U.S. News & World Report carried 16 designations of "Clinton haters," nine of "Clinton bashing," and 21 "anti-Clinton" mentions. In a November 7, 1994 election preview, the magazine charged: "The most virulent Clinton haters charge that Hillary Rodham Clinton holds the real power and blackmails her husband." In a May 17, 1993 column, Mortimer Zuckerman began: "The media may be in a frenzy trying to bash Bill Clinton, but the public is focused on something else: the sagging U.S. economy." Only one U.S. News story cited "Reagan bashing."

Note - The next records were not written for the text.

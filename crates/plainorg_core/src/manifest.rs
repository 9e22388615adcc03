//! Error manifest: the fail-closed gate for the rest of the system.
//!
//! # Responsibility
//! - Collect every entity-local validation failure of a run.
//! - Maintain the single manifest file other commands consult before
//!   trusting the index.
//!
//! # Invariants
//! - Any previous manifest is removed at the start of a run.
//! - The manifest exists after a run exactly when at least one entity
//!   failed.

use crate::validate::ValidationError;
use log::warn;
use std::path::{Path, PathBuf};

/// Manifest file name, relative to the repository root.
pub const MANIFEST_FILE: &str = "plainorg_errors";

/// One failed entity: its file, the offending line for batch entities, and
/// every collected failure.
#[derive(Debug, Clone, PartialEq, Eq)]
pub struct EntityFailure {
    pub path: PathBuf,
    /// The offending line for batch entities; `None` for whole-file
    /// entities.
    pub content: Option<String>,
    pub errors: Vec<ValidationError>,
}

impl EntityFailure {
    pub fn for_file(path: &Path, errors: Vec<ValidationError>) -> Self {
        Self {
            path: path.to_path_buf(),
            content: None,
            errors,
        }
    }

    pub fn for_line(path: &Path, line: &str, errors: Vec<ValidationError>) -> Self {
        Self {
            path: path.to_path_buf(),
            content: Some(line.trim().to_string()),
            errors,
        }
    }

    fn render(&self) -> String {
        let errors = self
            .errors
            .iter()
            .map(ToString::to_string)
            .collect::<Vec<_>>()
            .join("; ");
        match &self.content {
            Some(line) => format!("{} | \"{}\" >>> {}", self.path.display(), line, errors),
            None => format!("{}: {}", self.path.display(), errors),
        }
    }
}

/// Path of the manifest under `root`.
pub fn manifest_path(root: &Path) -> PathBuf {
    root.join(MANIFEST_FILE)
}

/// Whether a manifest from a previous (or the current) run exists. Commands
/// that consume the index must refuse to proceed while this is true.
pub fn manifest_exists(root: &Path) -> bool {
    manifest_path(root).is_file()
}

/// Removes any previous manifest; missing files are not an error.
pub fn remove_manifest(root: &Path) -> std::io::Result<()> {
    match std::fs::remove_file(manifest_path(root)) {
        Ok(()) => Ok(()),
        Err(err) if err.kind() == std::io::ErrorKind::NotFound => Ok(()),
        Err(err) => Err(err),
    }
}

/// Writes the manifest listing every failure; a run with no failures writes
/// nothing.
pub fn write_manifest(root: &Path, failures: &[EntityFailure]) -> std::io::Result<()> {
    if failures.is_empty() {
        return Ok(());
    }

    let lines = failures
        .iter()
        .map(EntityFailure::render)
        .collect::<Vec<_>>()
        .join("\n");
    std::fs::write(manifest_path(root), format!("{lines}\n"))?;

    warn!(
        "event=manifest_write module=manifest status=gated failures={}",
        failures.len()
    );

    Ok(())
}
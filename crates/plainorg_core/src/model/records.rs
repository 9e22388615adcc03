//! Per-class read models mirrored into the index tables.
//!
//! Field sets match the `notes` / `todos` / `events` table columns. The
//! `from_values` constructors assume a validated map, where every required
//! and defaultable property is present; missing optionals stay `None`.

use crate::model::value::{Value, ValueMap};
use serde::{Deserialize, Serialize};
use std::path::{Path, PathBuf};

fn str_value(values: &ValueMap, key: &str) -> String {
    values
        .get(key)
        .and_then(Value::as_str)
        .unwrap_or_default()
        .to_string()
}

fn opt_str_value(values: &ValueMap, key: &str) -> Option<String> {
    values
        .get(key)
        .and_then(Value::as_str)
        .map(str::to_string)
}

fn list_value(values: &ValueMap, key: &str) -> Vec<String> {
    values
        .get(key)
        .and_then(Value::as_list)
        .map(<[String]>::to_vec)
        .unwrap_or_default()
}

fn int_value(values: &ValueMap, key: &str) -> i64 {
    values.get(key).and_then(Value::as_int).unwrap_or_default()
}

/// One reconciled note, as persisted in the `notes` table.
#[derive(Debug, Clone, PartialEq, Serialize, Deserialize)]
pub struct NoteRecord {
    pub id: String,
    pub path: PathBuf,
    pub title: String,
    pub description: Option<String>,
    pub tags: Vec<String>,
    pub authour: String,
    pub creation: String,
    /// Post-write file timestamp, seconds since the epoch.
    pub mtime: f64,
}

impl NoteRecord {
    pub fn from_values(path: &Path, id: &str, mtime: f64, values: &ValueMap) -> Self {
        Self {
            id: id.to_string(),
            path: path.to_path_buf(),
            title: str_value(values, "title"),
            description: opt_str_value(values, "description"),
            tags: list_value(values, "tags"),
            authour: str_value(values, "authour"),
            creation: str_value(values, "creation"),
            mtime,
        }
    }
}

/// One reconciled todo, as persisted in the `todos` table.
#[derive(Debug, Clone, PartialEq, Eq, Serialize, Deserialize)]
pub struct TodoRecord {
    pub id: String,
    pub todo: String,
    pub path: PathBuf,
    pub tags: Vec<String>,
    pub authour: String,
    pub status: String,
    pub assignees: Vec<String>,
    pub priority: i64,
    pub creation: String,
    pub deadline: Option<String>,
}

impl TodoRecord {
    pub fn from_values(path: &Path, id: &str, values: &ValueMap) -> Self {
        Self {
            id: id.to_string(),
            todo: str_value(values, "todo"),
            path: path.to_path_buf(),
            tags: list_value(values, "tags"),
            authour: str_value(values, "authour"),
            status: str_value(values, "status"),
            assignees: list_value(values, "assignees"),
            priority: int_value(values, "priority"),
            creation: str_value(values, "creation"),
            deadline: opt_str_value(values, "deadline"),
        }
    }
}

/// One reconciled event, as persisted in the `events` table.
#[derive(Debug, Clone, PartialEq, Eq, Serialize, Deserialize)]
pub struct EventRecord {
    pub id: String,
    pub event: String,
    pub path: PathBuf,
    pub tags: Vec<String>,
    pub authour: String,
    pub status: String,
    pub assignees: Vec<String>,
    pub priority: i64,
    pub creation: String,
    pub start: String,
    pub end: Option<String>,
    pub pattern: Option<String>,
}

impl EventRecord {
    pub fn from_values(path: &Path, id: &str, values: &ValueMap) -> Self {
        Self {
            id: id.to_string(),
            event: str_value(values, "event"),
            path: path.to_path_buf(),
            tags: list_value(values, "tags"),
            authour: str_value(values, "authour"),
            status: str_value(values, "status"),
            assignees: list_value(values, "assignees"),
            priority: int_value(values, "priority"),
            creation: str_value(values, "creation"),
            start: str_value(values, "start"),
            end: opt_str_value(values, "end"),
            pattern: opt_str_value(values, "pattern"),
        }
    }
}
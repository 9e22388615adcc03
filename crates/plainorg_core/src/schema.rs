//! Declarative property schema shared by all content classes.
//!
//! # Responsibility
//! - Define the single schema table consulted by both extractors and the
//!   validator: name, applicable classes, cardinality, value type, format
//!   pattern, default.
//! - Map content classes to file suffixes, index tables, and line markers.
//!
//! # Invariants
//! - Every `Defaultable` property carries a default.
//! - Format patterns compile once and are anchored full-match rules.
//! - The `id` property is not part of this table; it is owned by the
//!   identity resolver and exempt from validation.

use once_cell::sync::Lazy;
use regex::Regex;
use serde::{Deserialize, Serialize};
use std::fmt::{Display, Formatter};

/// Timestamp format accepted for date-valued properties: a `YYYYMMDD` day
/// with an optional `THHMM` or `THHMMSS` time part.
pub const STAMP_PATTERN: &str = r"^\d{8}(?:T\d{4}(?:\d{2})?)?$";

/// Strict form with a mandatory time part, as produced by the system itself.
pub const STRICT_STAMP_PATTERN: &str = r"^\d{8}T\d{4}(?:\d{2})?$";

/// Accepted status vocabulary for todos and events.
pub const STATUS_PATTERN: &str =
    r"(?i)^(todo|inprogress|done|dependent|blocked|redundant|cancelled|unknown)$";

/// Recurrence pattern syntax for events. Checked only; occurrence expansion
/// lives outside the reconciliation core.
pub const RECURRENCE_PATTERN: &str =
    r"^(?:\.)?(?:\d+[ymwdhn])+(?:@[^@~]+)*(?:~[^@~]+)*(?:\+\d+(?:[ymwdhn])?)?$";

/// The three content classes held by a repository.
#[derive(Debug, Clone, Copy, PartialEq, Eq, PartialOrd, Ord, Serialize, Deserialize)]
#[serde(rename_all = "snake_case")]
pub enum ContentClass {
    /// Single-entity front-matter files.
    Note,
    /// Line-oriented todo batch files.
    Todo,
    /// Line-oriented event batch files.
    Event,
}

impl ContentClass {
    pub const ALL: [ContentClass; 3] = [ContentClass::Note, ContentClass::Todo, ContentClass::Event];

    /// Recognized file suffixes for this class.
    pub fn suffixes(self) -> &'static [&'static str] {
        match self {
            Self::Note => &[".txt", ".nt"],
            Self::Todo => &[".td"],
            Self::Event => &[".ev"],
        }
    }

    /// Index table holding this class's rows.
    pub fn table(self) -> &'static str {
        match self {
            Self::Note => "notes",
            Self::Todo => "todos",
            Self::Event => "events",
        }
    }

    /// Name of the property carrying the entity's primary text.
    pub fn content_property(self) -> &'static str {
        match self {
            Self::Note => "title",
            Self::Todo => "todo",
            Self::Event => "event",
        }
    }

    /// Marker letter used by inline lines (`* t:` / `* e:`).
    pub fn marker_letter(self) -> Option<char> {
        match self {
            Self::Note => None,
            Self::Todo => Some('t'),
            Self::Event => Some('e'),
        }
    }

    /// Whether entities of this class live many-per-file.
    pub fn is_batch(self) -> bool {
        !matches!(self, Self::Note)
    }
}

impl Display for ContentClass {
    fn fmt(&self, f: &mut Formatter<'_>) -> std::fmt::Result {
        let name = match self {
            Self::Note => "note",
            Self::Todo => "todo",
            Self::Event => "event",
        };
        write!(f, "{name}")
    }
}

/// Presence policy for a schema property within its applicable classes.
///
/// Not-applicable is not a variant: it is the derived state of a property
/// consulted for a class outside its `classes` set.
#[derive(Debug, Clone, Copy, PartialEq, Eq)]
pub enum Cardinality {
    /// Absence is an error.
    Required,
    /// Absence is filled from the property default.
    Defaultable,
    /// Absence skips the remaining validation stages.
    NotRequired,
    /// The value is system-managed; user input is never trusted.
    Automatic,
}

/// Declared value type of a schema property.
#[derive(Debug, Clone, Copy, PartialEq, Eq)]
pub enum ValueType {
    Str,
    Int,
    StrList,
}

impl Display for ValueType {
    fn fmt(&self, f: &mut Formatter<'_>) -> std::fmt::Result {
        let name = match self {
            Self::Str => "string",
            Self::Int => "integer",
            Self::StrList => "list of strings",
        };
        write!(f, "{name}")
    }
}

/// Default applied to an absent defaultable property. Deferred variants are
/// resolved at validation time, not at table construction.
#[derive(Debug, Clone, Copy, PartialEq, Eq)]
pub enum DefaultValue {
    Str(&'static str),
    Int(i64),
    StrList(&'static [&'static str]),
    /// Current timestamp in strict stamp form.
    NowStamp,
    /// The configured user's display name.
    ConfigUser,
    /// One-element list of the configured user's display name.
    ConfigUserList,
}

/// One row of the declarative schema table.
#[derive(Debug)]
pub struct SchemaProperty {
    pub name: &'static str,
    pub classes: &'static [ContentClass],
    pub cardinality: Cardinality,
    pub value_type: ValueType,
    pub pattern: Option<Regex>,
    pub default: Option<DefaultValue>,
}

impl SchemaProperty {
    /// Whether this property is declared for `class`.
    pub fn applies_to(&self, class: ContentClass) -> bool {
        self.classes.contains(&class)
    }
}

const ALL_CLASSES: &[ContentClass] = &ContentClass::ALL;
const BATCH_CLASSES: &[ContentClass] = &[ContentClass::Todo, ContentClass::Event];
const NOTE_ONLY: &[ContentClass] = &[ContentClass::Note];
const TODO_ONLY: &[ContentClass] = &[ContentClass::Todo];
const EVENT_ONLY: &[ContentClass] = &[ContentClass::Event];

static SCHEMA: Lazy<Vec<SchemaProperty>> = Lazy::new(|| {
    let rule = |pattern: &str| Some(Regex::new(pattern).expect("schema pattern must compile"));
    vec![
        SchemaProperty {
            name: "todo",
            classes: TODO_ONLY,
            cardinality: Cardinality::Required,
            value_type: ValueType::Str,
            pattern: rule(".*"),
            default: None,
        },
        SchemaProperty {
            name: "event",
            classes: EVENT_ONLY,
            cardinality: Cardinality::Required,
            value_type: ValueType::Str,
            pattern: rule(".*"),
            default: None,
        },
        SchemaProperty {
            name: "tags",
            classes: ALL_CLASSES,
            cardinality: Cardinality::Defaultable,
            value_type: ValueType::StrList,
            pattern: rule(r"^\S*$"),
            default: Some(DefaultValue::StrList(&["general"])),
        },
        SchemaProperty {
            name: "authour",
            classes: ALL_CLASSES,
            cardinality: Cardinality::Defaultable,
            value_type: ValueType::Str,
            pattern: rule(".*"),
            default: Some(DefaultValue::ConfigUser),
        },
        SchemaProperty {
            name: "creation",
            classes: ALL_CLASSES,
            cardinality: Cardinality::Automatic,
            value_type: ValueType::Str,
            pattern: rule(STAMP_PATTERN),
            default: None,
        },
        SchemaProperty {
            name: "status",
            classes: BATCH_CLASSES,
            cardinality: Cardinality::Defaultable,
            value_type: ValueType::Str,
            pattern: rule(STATUS_PATTERN),
            default: Some(DefaultValue::Str("todo")),
        },
        SchemaProperty {
            name: "assignees",
            classes: BATCH_CLASSES,
            cardinality: Cardinality::Defaultable,
            value_type: ValueType::StrList,
            pattern: rule(".*"),
            default: Some(DefaultValue::ConfigUserList),
        },
        SchemaProperty {
            name: "priority",
            classes: BATCH_CLASSES,
            cardinality: Cardinality::Defaultable,
            value_type: ValueType::Int,
            pattern: None,
            default: Some(DefaultValue::Int(3)),
        },
        SchemaProperty {
            name: "title",
            classes: NOTE_ONLY,
            cardinality: Cardinality::Defaultable,
            value_type: ValueType::Str,
            pattern: rule(".*"),
            default: Some(DefaultValue::NowStamp),
        },
        SchemaProperty {
            name: "description",
            classes: NOTE_ONLY,
            cardinality: Cardinality::NotRequired,
            value_type: ValueType::Str,
            pattern: rule(".*"),
            default: None,
        },
        SchemaProperty {
            name: "deadline",
            classes: TODO_ONLY,
            cardinality: Cardinality::NotRequired,
            value_type: ValueType::Str,
            pattern: rule(STAMP_PATTERN),
            default: None,
        },
        SchemaProperty {
            name: "start",
            classes: EVENT_ONLY,
            cardinality: Cardinality::Required,
            value_type: ValueType::Str,
            pattern: rule(STAMP_PATTERN),
            default: None,
        },
        SchemaProperty {
            name: "pattern",
            classes: EVENT_ONLY,
            cardinality: Cardinality::NotRequired,
            value_type: ValueType::Str,
            pattern: rule(RECURRENCE_PATTERN),
            default: None,
        },
        SchemaProperty {
            name: "end",
            classes: EVENT_ONLY,
            cardinality: Cardinality::NotRequired,
            value_type: ValueType::Str,
            pattern: rule(STAMP_PATTERN),
            default: None,
        },
    ]
});

/// The full schema table.
pub fn schema() -> &'static [SchemaProperty] {
    &SCHEMA
}

/// Looks up one property by name.
pub fn property(name: &str) -> Option<&'static SchemaProperty> {
    SCHEMA.iter().find(|prop| prop.name == name)
}

/// Whether `key` is a declared property for `class` (or the identity key,
/// which every class carries).
pub fn is_declared(key: &str, class: ContentClass) -> bool {
    key == "id" || property(key).is_some_and(|prop| prop.applies_to(class))
}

Newspapers: "Bash" Is The Preferred Term. In eight years, The New York Times never labeled anyone a "Reagan hater," although three stories carried the term in quotations from political analysts. Only one story carried the word "anti-Reagan," and only two mentioned "Reagan bashing." In a 1987 review of the PBS show The Kwitny Report, TV critic John Corry dismissed the episode alleging Reagan's connections to the Mafia as "dreary Reagan bashing." By comparison, the Times applied the term "Clinton hater" once, and variants of "Clinton-bashing" 17 times.

The Post discovered conservative hate in a May 27, 1994 front-page Sunday story by Ann Devroy: "Bill Clinton's enemies are making their hatred clear, with a burning intensity and in some cases with an organized passion." Variants of "Clinton-bashing" were employed 52 times by Post reporters.

The Sunday before the 1992 convention, Post reporter Dan Balz began an article "Get ready for the bashing of Bill Clinton." Four days later, Ruth Marcus started her piece: "The Republican gathering here was expected to be a festival of Clinton-bashing. As it turned out , the target has been not only the candidate, but his wife Hillary." (Two additional articles mentioned "Hillary-bashing.")

In January 1997, the Post's Kevin Merida described the Paula Jones complaint as announced at "a convention of Clinton-bashing conservatives." Five months later, Merida repeated the phrase verbatim.

In the Reagan years, Washington Post reporters never used "Reagan hater," although two articles carried the term in quotations. Seven Post news stories mentioned "Reagan bashing." In one 1985 piece, business reporter Peter Behr decried both sides of the trade debate, writing "Reagan is inviting the bashing by continuing to avoid the trade dilemma."

Politics creates passions that inflame the whole range of emotions -- joy and sadness, inspiration and disillusionment, love and hate. Bill Clinton, like Ronald Reagan, fuels all of these. But reporters proved their liberalism when they suggested in their stories, subtly or unsubtly, that only one President was subject to unrelenting attack by a group of obsessed "haters."